# TASK ITEM:
Scan the records below, and wherever a line has the word "Maximum", pull it out.

[Stored data entries]
»»

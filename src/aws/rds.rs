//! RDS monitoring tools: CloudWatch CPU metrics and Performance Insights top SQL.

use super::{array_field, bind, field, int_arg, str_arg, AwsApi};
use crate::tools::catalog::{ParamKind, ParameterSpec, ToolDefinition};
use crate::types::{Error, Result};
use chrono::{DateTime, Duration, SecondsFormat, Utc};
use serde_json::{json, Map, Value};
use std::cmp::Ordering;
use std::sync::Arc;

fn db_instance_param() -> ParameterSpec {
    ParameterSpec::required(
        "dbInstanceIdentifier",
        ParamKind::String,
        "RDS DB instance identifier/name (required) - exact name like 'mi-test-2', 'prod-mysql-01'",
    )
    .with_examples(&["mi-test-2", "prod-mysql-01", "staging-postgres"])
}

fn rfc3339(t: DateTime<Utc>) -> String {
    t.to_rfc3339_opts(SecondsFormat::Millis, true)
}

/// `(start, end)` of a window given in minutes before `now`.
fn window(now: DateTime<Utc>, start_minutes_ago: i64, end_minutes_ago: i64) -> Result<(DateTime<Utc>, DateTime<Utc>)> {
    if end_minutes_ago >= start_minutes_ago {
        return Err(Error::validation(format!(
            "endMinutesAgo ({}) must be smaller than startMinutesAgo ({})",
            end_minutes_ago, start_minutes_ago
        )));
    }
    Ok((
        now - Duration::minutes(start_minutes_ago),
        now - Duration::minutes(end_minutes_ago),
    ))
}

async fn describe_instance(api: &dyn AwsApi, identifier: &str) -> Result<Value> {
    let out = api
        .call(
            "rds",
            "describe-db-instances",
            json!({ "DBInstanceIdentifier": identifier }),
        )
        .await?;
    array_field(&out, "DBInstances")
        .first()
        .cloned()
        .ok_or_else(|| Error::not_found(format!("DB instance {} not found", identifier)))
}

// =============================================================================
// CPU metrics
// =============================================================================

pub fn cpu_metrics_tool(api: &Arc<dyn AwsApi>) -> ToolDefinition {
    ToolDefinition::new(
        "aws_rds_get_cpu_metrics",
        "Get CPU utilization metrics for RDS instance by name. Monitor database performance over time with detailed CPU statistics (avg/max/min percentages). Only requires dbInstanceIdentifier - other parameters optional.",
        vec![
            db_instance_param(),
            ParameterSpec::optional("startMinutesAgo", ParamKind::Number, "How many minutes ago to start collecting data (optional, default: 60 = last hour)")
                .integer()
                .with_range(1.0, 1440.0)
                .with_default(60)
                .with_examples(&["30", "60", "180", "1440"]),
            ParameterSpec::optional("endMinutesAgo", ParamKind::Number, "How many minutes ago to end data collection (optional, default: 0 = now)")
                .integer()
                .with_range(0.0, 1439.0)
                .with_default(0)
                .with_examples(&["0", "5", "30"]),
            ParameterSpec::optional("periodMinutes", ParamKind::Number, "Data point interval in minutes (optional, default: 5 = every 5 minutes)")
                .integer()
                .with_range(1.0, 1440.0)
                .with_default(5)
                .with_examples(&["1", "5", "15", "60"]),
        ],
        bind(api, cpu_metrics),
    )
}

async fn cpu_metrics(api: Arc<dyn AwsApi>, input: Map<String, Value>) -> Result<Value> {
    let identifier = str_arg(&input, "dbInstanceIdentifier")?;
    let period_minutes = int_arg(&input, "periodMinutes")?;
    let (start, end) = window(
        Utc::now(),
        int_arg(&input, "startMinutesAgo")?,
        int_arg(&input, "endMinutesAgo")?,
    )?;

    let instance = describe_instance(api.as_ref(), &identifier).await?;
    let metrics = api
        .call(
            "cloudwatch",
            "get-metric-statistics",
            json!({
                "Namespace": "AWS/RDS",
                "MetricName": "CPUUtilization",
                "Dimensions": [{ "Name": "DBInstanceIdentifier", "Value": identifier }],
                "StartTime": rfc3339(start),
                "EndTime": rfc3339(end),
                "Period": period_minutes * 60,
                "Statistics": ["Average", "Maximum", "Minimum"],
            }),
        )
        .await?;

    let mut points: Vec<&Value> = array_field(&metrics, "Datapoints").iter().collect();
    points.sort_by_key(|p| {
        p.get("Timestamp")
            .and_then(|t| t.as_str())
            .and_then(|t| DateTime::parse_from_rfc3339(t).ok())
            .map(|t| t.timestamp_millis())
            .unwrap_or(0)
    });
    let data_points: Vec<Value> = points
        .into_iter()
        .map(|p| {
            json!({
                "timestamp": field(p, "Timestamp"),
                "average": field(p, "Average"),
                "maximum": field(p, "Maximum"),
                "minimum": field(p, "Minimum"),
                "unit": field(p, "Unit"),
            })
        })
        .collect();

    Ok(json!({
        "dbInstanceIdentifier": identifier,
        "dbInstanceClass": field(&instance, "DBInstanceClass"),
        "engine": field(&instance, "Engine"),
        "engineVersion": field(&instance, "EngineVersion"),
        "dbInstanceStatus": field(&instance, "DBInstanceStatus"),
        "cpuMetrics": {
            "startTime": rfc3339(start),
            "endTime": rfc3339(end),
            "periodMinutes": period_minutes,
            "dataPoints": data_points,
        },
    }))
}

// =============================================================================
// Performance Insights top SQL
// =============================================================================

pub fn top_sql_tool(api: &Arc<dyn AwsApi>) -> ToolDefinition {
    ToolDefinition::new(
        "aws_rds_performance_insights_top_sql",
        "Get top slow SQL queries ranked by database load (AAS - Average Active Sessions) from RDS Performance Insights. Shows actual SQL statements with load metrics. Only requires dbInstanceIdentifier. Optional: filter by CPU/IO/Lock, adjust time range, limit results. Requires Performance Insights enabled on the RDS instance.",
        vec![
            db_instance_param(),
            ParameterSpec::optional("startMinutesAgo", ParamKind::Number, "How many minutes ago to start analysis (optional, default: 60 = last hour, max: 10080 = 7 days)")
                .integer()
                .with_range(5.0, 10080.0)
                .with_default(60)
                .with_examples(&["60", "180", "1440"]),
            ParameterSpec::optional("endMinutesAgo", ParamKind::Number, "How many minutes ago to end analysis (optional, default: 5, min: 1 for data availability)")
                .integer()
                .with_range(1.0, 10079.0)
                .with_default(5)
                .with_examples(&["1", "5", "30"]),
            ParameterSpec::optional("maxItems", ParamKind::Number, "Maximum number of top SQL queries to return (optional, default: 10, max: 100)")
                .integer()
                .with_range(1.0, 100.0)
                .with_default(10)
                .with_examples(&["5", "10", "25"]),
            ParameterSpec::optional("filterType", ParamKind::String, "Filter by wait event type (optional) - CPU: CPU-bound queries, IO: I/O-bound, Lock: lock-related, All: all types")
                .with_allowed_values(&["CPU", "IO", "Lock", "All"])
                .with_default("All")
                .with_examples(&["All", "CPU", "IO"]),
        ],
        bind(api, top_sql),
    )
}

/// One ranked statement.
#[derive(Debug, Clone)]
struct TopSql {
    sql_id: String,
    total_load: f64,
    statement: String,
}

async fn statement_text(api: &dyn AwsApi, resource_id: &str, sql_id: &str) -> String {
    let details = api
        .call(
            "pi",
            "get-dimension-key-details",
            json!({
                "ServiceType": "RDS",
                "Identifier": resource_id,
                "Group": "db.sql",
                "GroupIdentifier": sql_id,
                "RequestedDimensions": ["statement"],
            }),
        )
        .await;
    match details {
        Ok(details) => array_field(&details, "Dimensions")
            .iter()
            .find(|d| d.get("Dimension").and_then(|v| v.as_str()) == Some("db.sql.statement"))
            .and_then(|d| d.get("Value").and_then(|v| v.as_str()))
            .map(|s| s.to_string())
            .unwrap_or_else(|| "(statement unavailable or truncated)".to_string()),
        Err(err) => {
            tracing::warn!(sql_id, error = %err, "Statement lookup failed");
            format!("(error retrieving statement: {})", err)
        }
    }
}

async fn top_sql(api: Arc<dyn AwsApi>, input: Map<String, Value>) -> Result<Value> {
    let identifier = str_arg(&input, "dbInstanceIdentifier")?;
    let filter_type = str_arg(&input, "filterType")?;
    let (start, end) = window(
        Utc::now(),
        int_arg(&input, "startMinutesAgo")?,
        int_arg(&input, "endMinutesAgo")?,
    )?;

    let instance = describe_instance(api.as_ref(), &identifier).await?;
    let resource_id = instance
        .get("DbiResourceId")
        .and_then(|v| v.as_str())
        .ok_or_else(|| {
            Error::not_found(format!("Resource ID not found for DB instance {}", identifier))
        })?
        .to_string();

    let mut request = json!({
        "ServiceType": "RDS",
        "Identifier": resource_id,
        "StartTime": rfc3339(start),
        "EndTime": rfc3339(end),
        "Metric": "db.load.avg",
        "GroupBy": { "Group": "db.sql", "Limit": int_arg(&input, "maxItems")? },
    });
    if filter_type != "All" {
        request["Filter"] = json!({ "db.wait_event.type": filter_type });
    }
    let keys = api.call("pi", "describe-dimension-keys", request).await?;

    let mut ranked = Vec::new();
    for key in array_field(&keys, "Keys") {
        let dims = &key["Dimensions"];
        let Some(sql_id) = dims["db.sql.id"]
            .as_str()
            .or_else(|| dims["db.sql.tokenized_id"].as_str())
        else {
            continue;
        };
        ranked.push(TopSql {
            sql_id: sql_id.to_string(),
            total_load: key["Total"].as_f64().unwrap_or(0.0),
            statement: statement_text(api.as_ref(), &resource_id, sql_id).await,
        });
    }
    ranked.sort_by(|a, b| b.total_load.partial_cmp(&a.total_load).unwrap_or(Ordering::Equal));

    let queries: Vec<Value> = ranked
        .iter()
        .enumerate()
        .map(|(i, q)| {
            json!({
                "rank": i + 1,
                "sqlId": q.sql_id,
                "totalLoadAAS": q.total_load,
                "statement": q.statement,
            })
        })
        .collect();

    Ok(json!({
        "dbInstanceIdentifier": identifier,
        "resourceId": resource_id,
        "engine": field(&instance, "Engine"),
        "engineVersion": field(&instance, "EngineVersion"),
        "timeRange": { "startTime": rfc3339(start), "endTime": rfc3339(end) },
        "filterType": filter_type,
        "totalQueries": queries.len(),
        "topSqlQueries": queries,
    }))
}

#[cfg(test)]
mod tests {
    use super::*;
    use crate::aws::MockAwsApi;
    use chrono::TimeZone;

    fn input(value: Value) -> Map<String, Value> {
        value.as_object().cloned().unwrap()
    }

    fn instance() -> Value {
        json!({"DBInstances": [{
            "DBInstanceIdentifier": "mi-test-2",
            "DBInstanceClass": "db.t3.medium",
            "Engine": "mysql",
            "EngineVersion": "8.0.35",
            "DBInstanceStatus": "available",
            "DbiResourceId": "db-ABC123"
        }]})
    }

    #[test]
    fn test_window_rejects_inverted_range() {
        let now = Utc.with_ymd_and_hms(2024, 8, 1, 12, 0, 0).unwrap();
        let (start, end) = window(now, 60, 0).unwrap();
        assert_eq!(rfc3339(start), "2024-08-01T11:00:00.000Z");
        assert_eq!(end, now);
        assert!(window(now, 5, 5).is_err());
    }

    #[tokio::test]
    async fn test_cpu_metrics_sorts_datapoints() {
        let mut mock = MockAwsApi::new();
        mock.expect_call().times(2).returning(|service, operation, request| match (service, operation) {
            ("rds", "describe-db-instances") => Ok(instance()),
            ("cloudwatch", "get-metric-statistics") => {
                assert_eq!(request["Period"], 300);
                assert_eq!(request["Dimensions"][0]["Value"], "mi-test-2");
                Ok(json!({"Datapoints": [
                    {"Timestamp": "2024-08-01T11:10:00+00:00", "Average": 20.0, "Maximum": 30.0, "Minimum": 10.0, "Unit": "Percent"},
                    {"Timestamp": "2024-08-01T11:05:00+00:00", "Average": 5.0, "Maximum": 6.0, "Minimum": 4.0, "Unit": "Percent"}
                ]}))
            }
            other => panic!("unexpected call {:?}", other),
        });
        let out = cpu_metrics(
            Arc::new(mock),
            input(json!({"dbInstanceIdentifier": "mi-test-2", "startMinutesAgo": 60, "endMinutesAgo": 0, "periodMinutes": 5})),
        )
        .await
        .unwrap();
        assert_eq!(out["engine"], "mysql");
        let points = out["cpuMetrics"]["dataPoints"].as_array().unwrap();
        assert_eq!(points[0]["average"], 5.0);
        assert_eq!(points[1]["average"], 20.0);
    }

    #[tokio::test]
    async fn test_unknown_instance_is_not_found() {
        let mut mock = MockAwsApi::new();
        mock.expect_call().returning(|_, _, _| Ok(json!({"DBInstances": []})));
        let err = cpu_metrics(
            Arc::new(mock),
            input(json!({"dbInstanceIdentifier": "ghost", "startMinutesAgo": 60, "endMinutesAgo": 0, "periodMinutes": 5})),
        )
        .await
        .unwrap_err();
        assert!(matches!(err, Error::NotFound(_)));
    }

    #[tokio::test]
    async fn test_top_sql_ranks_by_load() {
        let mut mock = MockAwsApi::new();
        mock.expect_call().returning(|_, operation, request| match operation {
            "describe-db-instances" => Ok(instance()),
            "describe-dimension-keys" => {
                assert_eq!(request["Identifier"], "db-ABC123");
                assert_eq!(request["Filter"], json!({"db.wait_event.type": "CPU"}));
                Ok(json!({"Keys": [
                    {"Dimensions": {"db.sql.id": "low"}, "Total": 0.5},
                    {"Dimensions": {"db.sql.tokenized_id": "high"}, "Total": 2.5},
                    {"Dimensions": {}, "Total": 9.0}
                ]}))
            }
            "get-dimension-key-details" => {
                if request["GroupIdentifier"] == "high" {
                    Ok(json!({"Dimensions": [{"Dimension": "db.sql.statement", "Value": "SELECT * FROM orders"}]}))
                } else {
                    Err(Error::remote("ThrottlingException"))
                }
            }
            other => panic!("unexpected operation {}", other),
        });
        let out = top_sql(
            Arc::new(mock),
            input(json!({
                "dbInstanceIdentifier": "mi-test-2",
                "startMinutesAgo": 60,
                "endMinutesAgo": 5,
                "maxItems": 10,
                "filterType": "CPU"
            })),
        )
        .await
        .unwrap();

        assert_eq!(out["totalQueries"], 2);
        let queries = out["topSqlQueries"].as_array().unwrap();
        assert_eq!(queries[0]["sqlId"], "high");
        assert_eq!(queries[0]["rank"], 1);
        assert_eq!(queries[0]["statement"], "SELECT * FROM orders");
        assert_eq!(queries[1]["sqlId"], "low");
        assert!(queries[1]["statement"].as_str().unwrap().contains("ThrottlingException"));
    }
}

««

# RESPONSE TO THE TASK:
                "Statistics": ["Average", "Maximum", "Minimum"],
                "maximum": field(p, "Maximum"),
            ParameterSpec::optional("maxItems", ParamKind::Number, "Maximum number of top SQL queries to return (optional, default: 10, max: 100)")
                    {"Timestamp": "2024-08-01T11:10:00+00:00", "Average": 20.0, "Maximum": 30.0, "Minimum": 10.0, "Unit": "Percent"},
                    {"Timestamp": "2024-08-01T11:05:00+00:00", "Average": 5.0, "Maximum": 6.0, "Minimum": 4.0, "Unit": "Percent"}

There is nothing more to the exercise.